There were tables, people standing, people sitting, and people talking in the room.

While standing talking to my father, the nurse starting harassing my father and I.. for we hadn't yet pulled in a chair and sat down. It seemed odd to us that she would start bullying us for not sitting down? What was wrong with standing?

"Why don't you sit down? do you have a problem with sitting down or do you like standing?" the nurse said (or something along those lines).

"Why can't you guys sit down?"

She didn't just ask us politely if we wanted a chair.. she actually made a point of arguing why we were not sitting down. Normal people sat down she thought.. and if we didn't sit down, what the heck were we up to in our little minds? Our evil little minds.. gee.

Maybe because life is too short to be worrying about whether or not we want to sit down or stand? Maybe because I sit on my ass all day at a computer and prefer to stand whenever I get a chance?

Maybe because I wanted a clear site of the piano, in case I wanted to walk over and play it for grandpa in a few minutes? Maybe because grandpa could not get up and fetch tea and cookies, and I wanted to stand beside him with my hand on his shoulder serving him whatever he wished for?

Maybe because there were plenty of other people in the room who were both sitting and standing talking? Maybe because we hadn't decided yet whether we wanted to go over and get some food before sitting down?

Maybe because we had sat down all day long in the car and were sick and tired of sitting down?

Here we were, in this room of old people who were in their 90's about to die, and the nurse was bitching, moaning, and complaining about how my father and I were not sitting down. Normal people sit down! Why don't you sit down? Can't you just sit down for a moment?

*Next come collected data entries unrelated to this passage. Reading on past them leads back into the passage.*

//! # Process connector socket and the async event source.
//!
//! [`ProcConnector`] owns the kernel event channel end to end:
//!
//! 1. open a non-blocking connector datagram socket,
//! 2. attach the [`filter`](crate::proc::filter) program **before** binding,
//!    so not a single unfiltered datagram is ever queued,
//! 3. bind to the process-events multicast group,
//! 4. send the multicast-listen control datagram,
//! 5. serve decoded [`ProcEvent`]s through [`EventSource::next_event`].
//!
//! Delivery is best-effort: `ENOBUFS` on receive means a burst overflowed
//! the socket buffer and events were lost. The error is swallowed here and
//! the supervisor's periodic poll repairs whatever was missed. Datagrams
//! from non-kernel senders or that fail to decode are likewise dropped
//! without ceremony.

use std::io;
use std::mem;
use std::os::fd::{AsRawFd, FromRawFd, OwnedFd};

use async_trait::async_trait;
use log::debug;
use nix::errno::Errno;
use tokio::io::unix::AsyncFd;
use tokio::io::Interest;

use crate::error::MonitorError;
use crate::proc::filter::{self, SockFprog};
use crate::proc::wire::{self, ProcEvent};

/// Netlink protocol number of the kernel connector.
///
/// Absent from some libc builds, so pinned here like the reference
/// implementations do.
const NETLINK_CONNECTOR: libc::c_int = 11;

/// Receive buffer size; connector datagrams are far smaller.
const RECV_BUF_LEN: usize = 1024;

/// Typed stream of process lifecycle events.
///
/// The supervisor loop consumes this seam; tests feed it from a channel.
#[async_trait]
pub trait EventSource: Send {
    /// Waits for the next EXEC or EXIT event.
    async fn next_event(&mut self) -> Result<ProcEvent, MonitorError>;
}

/// The kernel process-event channel.
pub struct ProcConnector {
    fd: AsyncFd<OwnedFd>,
}

impl ProcConnector {
    /// Opens, filters, binds and subscribes the connector socket.
    ///
    /// Requires `CAP_NET_ADMIN` (in practice: root), like any process
    /// connector listener.
    pub fn open() -> Result<Self, MonitorError> {
        let raw = unsafe {
            libc::socket(
                libc::AF_NETLINK,
                libc::SOCK_DGRAM | libc::SOCK_NONBLOCK | libc::SOCK_CLOEXEC,
                NETLINK_CONNECTOR,
            )
        };
        if raw < 0 {
            return Err(MonitorError::Open(io::Error::last_os_error()));
        }
        // Owned from here on: every early return below closes the socket.
        let fd = unsafe { OwnedFd::from_raw_fd(raw) };

        let prog = filter::proc_event_filter();
        let fprog = SockFprog {
            len: prog.len() as libc::c_ushort,
            filter: prog.as_ptr(),
        };
        let rc = unsafe {
            libc::setsockopt(
                fd.as_raw_fd(),
                libc::SOL_SOCKET,
                libc::SO_ATTACH_FILTER,
                &fprog as *const SockFprog as *const libc::c_void,
                mem::size_of::<SockFprog>() as libc::socklen_t,
            )
        };
        if rc != 0 {
            return Err(MonitorError::Filter(io::Error::last_os_error()));
        }

        let pid = std::process::id();
        let mut addr: libc::sockaddr_nl = unsafe { mem::zeroed() };
        addr.nl_family = libc::AF_NETLINK as libc::sa_family_t;
        addr.nl_pid = pid;
        addr.nl_groups = wire::CN_IDX_PROC;
        let rc = unsafe {
            libc::bind(
                fd.as_raw_fd(),
                &addr as *const libc::sockaddr_nl as *const libc::sockaddr,
                mem::size_of::<libc::sockaddr_nl>() as libc::socklen_t,
            )
        };
        if rc != 0 {
            return Err(MonitorError::Subscribe(io::Error::last_os_error()));
        }

        let listen = wire::encode_mcast_listen(pid);
        let sent = unsafe {
            libc::send(
                fd.as_raw_fd(),
                listen.as_ptr() as *const libc::c_void,
                listen.len(),
                0,
            )
        };
        if sent != listen.len() as isize {
            return Err(MonitorError::Subscribe(io::Error::last_os_error()));
        }

        let fd = AsyncFd::with_interest(fd, Interest::READABLE).map_err(MonitorError::Open)?;
        Ok(Self { fd })
    }

    /// Receives one datagram, returning its length and the sender's netlink
    /// pid (zero for the kernel).
    async fn recv_from_kernel(&self, buf: &mut [u8]) -> io::Result<(usize, u32)> {
        loop {
            let mut guard = self.fd.readable().await?;
            let attempt = guard.try_io(|fd| {
                let mut addr: libc::sockaddr_nl = unsafe { mem::zeroed() };
                let mut addr_len = mem::size_of::<libc::sockaddr_nl>() as libc::socklen_t;
                let n = unsafe {
                    libc::recvfrom(
                        fd.get_ref().as_raw_fd(),
                        buf.as_mut_ptr() as *mut libc::c_void,
                        buf.len(),
                        0,
                        &mut addr as *mut libc::sockaddr_nl as *mut libc::sockaddr,
                        &mut addr_len,
                    )
                };
                if n < 0 {
                    Err(io::Error::last_os_error())
                } else {
                    Ok((n as usize, addr.nl_pid))
                }
            });
            match attempt {
                Ok(result) => return result,
                Err(_would_block) => continue,
            }
        }
    }
}

#[async_trait]
impl EventSource for ProcConnector {
    async fn next_event(&mut self) -> Result<ProcEvent, MonitorError> {
        let mut buf = [0u8; RECV_BUF_LEN];
        loop {
            let (len, sender) = match self.recv_from_kernel(&mut buf).await {
                Ok(pair) => pair,
                Err(err) if err.raw_os_error() == Some(Errno::ENOBUFS as i32) => {
                    // A burst overflowed the receive buffer; the periodic
                    // poll catches whatever was dropped.
                    debug!("process event buffer overran, continuing");
                    continue;
                }
                Err(err) => return Err(MonitorError::Recv(err)),
            };

            if sender != 0 {
                // Not kernel-originated.
                continue;
            }

            match wire::decode_event(&buf[..len]) {
                Ok(event @ (ProcEvent::Exec { .. } | ProcEvent::Exit { .. })) => return Ok(event),
                Ok(ProcEvent::Other { .. }) => continue,
                Err(err) => {
                    debug!("dropping garbled datagram: {err}");
                    continue;
                }
            }
        }
    }
}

How could someone worry about such things.. when she was taking care of people who were dying pretty much daily in that home? How could one focus so much attention on such nil issues in life such as.. are we sitting down at this moment or standing?

Instead of prioritizing such minor issues in life.. such as whether those two people are sitting down or standing, we should instead be concerned about other more important things.

Does grandpa care whether we sit down or stand while visiting with him? Grandpa is dead now. And I never did play the piano for him in that room, because I was too busy thinking about what an idiot this nurse was.. bringing up such issues and making such ludicrous assumptions about our state of sitting or standing. She assumed that people in a room with tables had to sit down.. and that anyone who didn't immediately sit down was up to something fishy.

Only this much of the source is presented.